Bravely defended, Jake. I am glad you were at least wearing your army combat boots so that he did not break any bones, and I congratulate you on your quick thinking and reacting. But I still feel bad that this happened when you were standing my watch for me.


Date: Tue, 29 Apr 1997 21:10:13
Subject: Tomorrow’s Senate Meeting

Here is the motion being brought forward to Senate by Senate Executive on Wednesday, April 30:

“That the undergraduate summer term of 1997 start on May 14, 1997, provided the labour dispute is settled by that date, and on the understanding that students would receive a full fee refund for courses which do not proceed.”

Failing this, we move to make the same amendment with the date, May 21, 1997.
Failing this, we move to refer the motion back until the strike is settled.

Herb and I will not be moving these motions. It was suggested, rightly we felt, that we were too associated with the last Senate meeting. I am seeking a mover and a seconder; I have written one, but if I don’t hear back by tonight, may be calling on you tomorrow morning.

Get there early and sit together
Make it clear that administration decided to postpone convocation, not us
Keep Senate calm, and productive

This strike is about collegial governance.

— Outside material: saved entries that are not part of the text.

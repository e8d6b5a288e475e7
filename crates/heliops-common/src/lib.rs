//! HeliOps Common Library
//!
//! Shared domain types and fleet math for the HeliOps workspace.
//!
//! # Overview
//!
//! - **Models**: pilots, aircraft, clients, flights, certifications, library
//! - **Fleet math**: name lookups, monthly hours and rate-tier billing,
//!   dashboard statistics and chart series
//! - **Fixture**: an offline demonstration dataset
//! - **Logging**: `tracing` subscriber setup shared by all binaries
//!
//! # Example
//!
//! ```
//! use heliops_common::fixture;
//! use heliops_common::fleet::{pilot_monthly_hours, NoHolidays};
//!
//! let data = fixture::dataset();
//! let report = pilot_monthly_hours(&data, "p1", 2024, 3, &NoHolidays).unwrap();
//! assert_eq!(report.flights, 2);
//! ```

#![deny(clippy::unwrap_used, clippy::expect_used)]

pub mod error;
pub mod fixture;
pub mod fleet;
pub mod logging;
pub mod models;

// Re-export commonly used types
pub use error::{HeliopsError, Result};
pub use fleet::FleetData;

There are serious issues behind starting the summer session while the full-time faculty/librarian union is still on strike:


Date: Wed, 30 Apr 1997 18:44:28
To: Helga Nicholas
Subject: Re: Your Role at Senate Today

We did ourselves proud. There was a whole lot of organization and preparation that went into how well things ran today; I just was the visible tip of the iceberg. But that said, thank you so much for your note.

My favourite part of the day was that my husband got to see it. It is our fifteenth anniversary today, and we had tickets for the Royal Alex and plans for dinner, so he came with me; we thought we would finish at Senate and drive on downtown. Well, we never got downtown and never saw the play, but I shall remember with pride that I spent my fifteenth anniversary with my husband at the Senate meeting at which YUFA showed the administration what we’re made of. I realize too that if I had not been there, we would have lost by one vote instead of tying it.
Thanks so much for writing.


Date: Wed 30 Apr 1997 18:50:28
To: Kyd Carter
Subject: We Held Them Off

You had asked for my statement at the Senate meeting where we delayed the start of summer school; here it is:

I am a YUFA member on strike. I teach on load in the summer. I cannot imagine summer school NOT going forward. This is not a motion to adjourn with no future date. My colleague from the contract faculty union has asked only for four days to give both sides time to talk. We can still start summer school on May 14. We can start it on May 21 if we need to. Please vote to adjourn this meeting until Wednesday. We have a chance to end this strike.


Date: Wed, 30 Apr 1997 19:45:29
To: Rachel Abbott
Subject: Senate Today

Indeed, it was a great day at Senate. I was so touched by your giving me the little good luck stone medallion to carry during the meeting. At first I felt bad that I broke it, holding on to it so hard during the vote, but then I decided that it carries the remembrance of this day in its two pieces. It is a good band of strikers we are with.


What Did We Learn in Week Six? (The Future)

1. We can go on, as long as it takes.
2. There is always the future to think about, providing it is in constructive ways.
3. Think and talk in constructive ways.
4. Union members have a tremendous power, both with the guidance of union officials and on our own.
5. Many things in a strike will always be there, including scabs and detractors but also supportive colleagues and capable union executive officers.